At this point you know that LHS is constant but RHS isn't.  You can put the
LHS "on the right-hand side" by doing: std::swap(Op0, Op1);
For example, consider this code from SimplifyMulInst:

     // Canonicalize the constant to the RHS.
     std::swap(Op0, Op1);

This is OK because floating point multiplication is always commutative.

> + }
> +
> + // Check for some fast-math optimizations
> + if (FMF.NoNaNs) {
> +   if (FMF.NoSignedZeros) {
> +     // fmul N S 0, x ==> 0
> +     if (match(Op0, m_Zero()))
> +       return Op0;

Thanks to the above canonicalization you don't have to test Op0 here.
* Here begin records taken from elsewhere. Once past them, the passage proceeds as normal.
//! Path watcher adapter.
//!
//! Bridges raw `notify` backend events into debounced reload triggers.
//! Each [`WatchTarget`] gets its own [`WatcherHandle`] owning its own OS
//! subscription, so one failing watch never disturbs the others and
//! teardown is a synchronous per-handle close.
//!
//! File targets are observed through their parent directory: git and
//! editors save via write-temp-then-rename, and a direct file watch dies
//! with the replaced inode. Directory events are filtered through the
//! registry before anything reaches the router.
//!
//! Targets that do not exist yet are not errors. The handle arms the
//! nearest existing ancestor and walks the watch down as path components
//! appear, so `spec/work-units.json` created long after startup is picked
//! up without restarting anything.

use std::path::{Path, PathBuf};
use std::sync::{Arc, Mutex, PoisonError};

use notify::{EventKind, RecursiveMode, Watcher};
use tokio::sync::mpsc;
use tokio_util::sync::CancellationToken;
use tracing::{debug, info, warn};

use crate::sync::errors::SyncError;
use crate::sync::registry::{WatchRegistry, WatchTarget};
use crate::sync::router::RouterHandle;

/// Index of a target within the registry table.
pub type TargetId = usize;

/// Raw event stream shared by all handles.
pub type WatchEventReceiver = mpsc::UnboundedReceiver<(TargetId, notify::Event)>;

/// Backend seam: the handle logic only needs non-recursive watch and
/// unwatch, so tests can drive it without touching the OS.
pub trait WatchSource: Send + 'static {
    fn watch(&mut self, path: &Path) -> Result<(), SyncError>;
    fn unwatch(&mut self, path: &Path) -> Result<(), SyncError>;
}

/// `notify`-backed watch source. One instance per target.
pub struct NotifyWatchSource {
    watcher: notify::RecommendedWatcher,
}

impl NotifyWatchSource {
    pub fn new(
        id: TargetId,
        tx: mpsc::UnboundedSender<(TargetId, notify::Event)>,
    ) -> Result<Self, SyncError> {
        let watcher = notify::recommended_watcher(move |result: notify::Result<notify::Event>| {
            match result {
                Ok(event) => {
                    let _ = tx.send((id, event));
                }
                Err(e) => {
                    warn!(event = "core.sync.backend_error", target = id, error = %e);
                }
            }
        })?;
        Ok(Self { watcher })
    }
}

impl WatchSource for NotifyWatchSource {
    fn watch(&mut self, path: &Path) -> Result<(), SyncError> {
        self.watcher
            .watch(path, RecursiveMode::NonRecursive)
            .map_err(SyncError::from)
    }

    fn unwatch(&mut self, path: &Path) -> Result<(), SyncError> {
        self.watcher.unwatch(path).map_err(SyncError::from)
    }
}

struct HandleState {
    source: Option<Box<dyn WatchSource>>,
    watched_dir: Option<PathBuf>,
}

/// One per [`WatchTarget`]; owns the OS watch subscription.
///
/// Cloneable so the dispatch task and the manager can both hold it; the
/// manager's [`close`](WatcherHandle::close) is synchronous and total.
#[derive(Clone)]
pub struct WatcherHandle {
    target: WatchTarget,
    state: Arc<Mutex<HandleState>>,
}

impl WatcherHandle {
    pub fn new(target: WatchTarget, source: Option<Box<dyn WatchSource>>) -> Self {
        Self {
            target,
            state: Arc::new(Mutex::new(HandleState {
                source,
                watched_dir: None,
            })),
        }
    }

    pub fn target(&self) -> &WatchTarget {
        &self.target
    }

    /// Point the subscription at the nearest existing ancestor of the
    /// target's covering directory.
    ///
    /// Idempotent and cheap when already correctly armed. Returns `true`
    /// when the armed directory changed, which is the moment to check
    /// whether a previously missing target has appeared. Watch failures
    /// are logged and leave the handle disarmed; the rest of the system
    /// keeps running.
    pub fn ensure_armed(&self) -> bool {
        let desired = self.target.watch_dir();
        let next = nearest_existing_ancestor(&desired);

        let mut state = self.state.lock().unwrap_or_else(PoisonError::into_inner);
        if state.watched_dir.as_deref() == Some(next.as_path()) {
            return false;
        }

        let Some(source) = state.source.as_mut() else {
            return false;
        };

        if let Some(previous) = state.watched_dir.take() {
            if let Err(e) = source.unwatch(&previous) {
                debug!(
                    event = "core.sync.unwatch_failed",
                    path = %previous.display(),
                    error = %e
                );
            }
        }

        match source.watch(&next) {
            Ok(()) => {
                debug!(
                    event = "core.sync.watch_armed",
                    path = %next.display(),
                    target = %self.target.path.display()
                );
                state.watched_dir = Some(next);
                true
            }
            Err(e) => {
                warn!(
                    event = "core.sync.watch_failed",
                    path = %next.display(),
                    target = %self.target.path.display(),
                    error = %e
                );
                false
            }
        }
    }

    /// Currently armed directory, if any.
    pub fn watched_dir(&self) -> Option<PathBuf> {
        self.state
            .lock()
            .unwrap_or_else(PoisonError::into_inner)
            .watched_dir
            .clone()
    }

    /// Drop the OS subscription. Synchronous; safe to call twice.
    pub fn close(&self) {
        let mut state = self.state.lock().unwrap_or_else(PoisonError::into_inner);
        if state.source.take().is_some() {
            debug!(
                event = "core.sync.watch_closed",
                target = %self.target.path.display()
            );
        }
        state.watched_dir = None;
    }
}

/// Nearest existing ancestor of `path`, including `path` itself.
pub fn nearest_existing_ancestor(path: &Path) -> PathBuf {
    for candidate in path.ancestors() {
        if candidate.exists() {
            return candidate.to_path_buf();
        }
    }
    // Unreachable for absolute paths; the filesystem root exists
    PathBuf::from("/")
}

/// Whether an event kind can represent content having changed.
///
/// Rename events count: an atomic save lands as a rename whose
/// destination is the watched path. Access events are pure noise.
pub fn is_content_event(kind: &EventKind) -> bool {
    matches!(
        kind,
        EventKind::Create(_) | EventKind::Modify(_) | EventKind::Remove(_) | EventKind::Any
    )
}

/// Build one handle per registry target and arm them all.
///
/// Individual arm failures are contained (logged, handle left disarmed).
pub fn subscribe_targets(
    registry: &WatchRegistry,
) -> (Vec<WatcherHandle>, WatchEventReceiver) {
    let (tx, rx) = mpsc::unbounded_channel();
    let mut handles = Vec::with_capacity(registry.targets().len());

    for (id, target) in registry.targets().iter().enumerate() {
        let source: Option<Box<dyn WatchSource>> = match NotifyWatchSource::new(id, tx.clone()) {
            Ok(source) => Some(Box::new(source)),
            Err(e) => {
                warn!(
                    event = "core.sync.subscribe_failed",
                    target = %target.path.display(),
                    error = %e
                );
                None
            }
        };

        let handle = WatcherHandle::new(target.clone(), source);
        handle.ensure_armed();
        info!(
            event = "core.sync.watch_registered",
            target = %target.path.display(),
            armed = handle.watched_dir().is_some()
        );
        handles.push(handle);
    }

    (handles, rx)
}

/// Dispatch loop: normalize raw events and feed the router.
///
/// Every branch is contained; one malformed or surprising event can only
/// ever be dropped, never take the loop down.
pub async fn run_watch_loop(
    mut events: WatchEventReceiver,
    handles: Vec<WatcherHandle>,
    registry: WatchRegistry,
    router: RouterHandle,
    shutdown: CancellationToken,
) {
    loop {
        tokio::select! {
            _ = shutdown.cancelled() => break,
            received = events.recv() => {
                let Some((id, event)) = received else { break };
                let Some(handle) = handles.get(id) else { continue };
                process_event(handle, &event, &registry, &router);
            }
        }
    }
    debug!(event = "core.sync.watch_loop_stopped");
}

fn process_event(
    handle: &WatcherHandle,
    event: &notify::Event,
    registry: &WatchRegistry,
    router: &RouterHandle,
) {
    // Walk the watch closer to a target that is still materializing, or
    // back up when the watched directory disappeared.
    if handle.ensure_armed() && handle.target().exists() {
        route_change(&handle.target().path, registry, router);
    }

    if !is_content_event(&event.kind) {
        return;
    }

    for path in &event.paths {
        if handle.target().matches(path) {
            route_change(path, registry, router);
        }
    }
}

fn route_change(path: &Path, registry: &WatchRegistry, router: &RouterHandle) {
    let actions = registry.resolve(path);
    if actions.is_empty() {
        return;
    }
    info!(
        event = "core.sync.change_detected",
        path = %path.display(),
        actions = %actions
            .iter()
            .map(|a| a.to_string())
            .collect::<Vec<_>>()
            .join(",")
    );
    for action in actions {
        router.trigger(action);
    }
}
> +     if (match(Op1, m_Zero()))

Here m_Zero only matches a float with every bit equal to zero, so it doesn't
match negative zero.  I suggest you add new patterns to PatternMatch.h which
are specific to matching different kinds of floating point values.

> +       return Op1;
> +   }
> + }
> +
> + return 0;
> +}
> +
>   /// SimplifyMulInst - Given operands for a Mul, see if we can
>   /// fold the result.  If not, this returns null.
>   static Value *SimplifyMulInst(Value *Op0, Value *Op1, const Query &Q,
> @@ -2799,6 +2834,10 @@
>                                cast<BinaryOperator>(I)->hasNoUnsignedWrap(),
>                                TD, TLI, DT);
>       break;
> +  case Instruction::FMul:
> +    Result = SimplifyFMulInst(I->getOperand(0), I->getOperand(1),
> +                              I->getFastMathFlags(), TD, TLI, DT);
> +    break;
>     case Instruction::Mul:
>       Result = SimplifyMulInst(I->getOperand(0), I->getOperand(1), TD, TLI, DT);
>       break;

Maybe you should add it to SimplifyBinOp too.  True, it won't do anything (as
there are no fast-math flags available there) but I guess it might do something
in the future and it seems odd not to call it from there.  Or maybe add a
comment in SimplifyBinOp explaining why it isn't called.

Ciao, Duncan.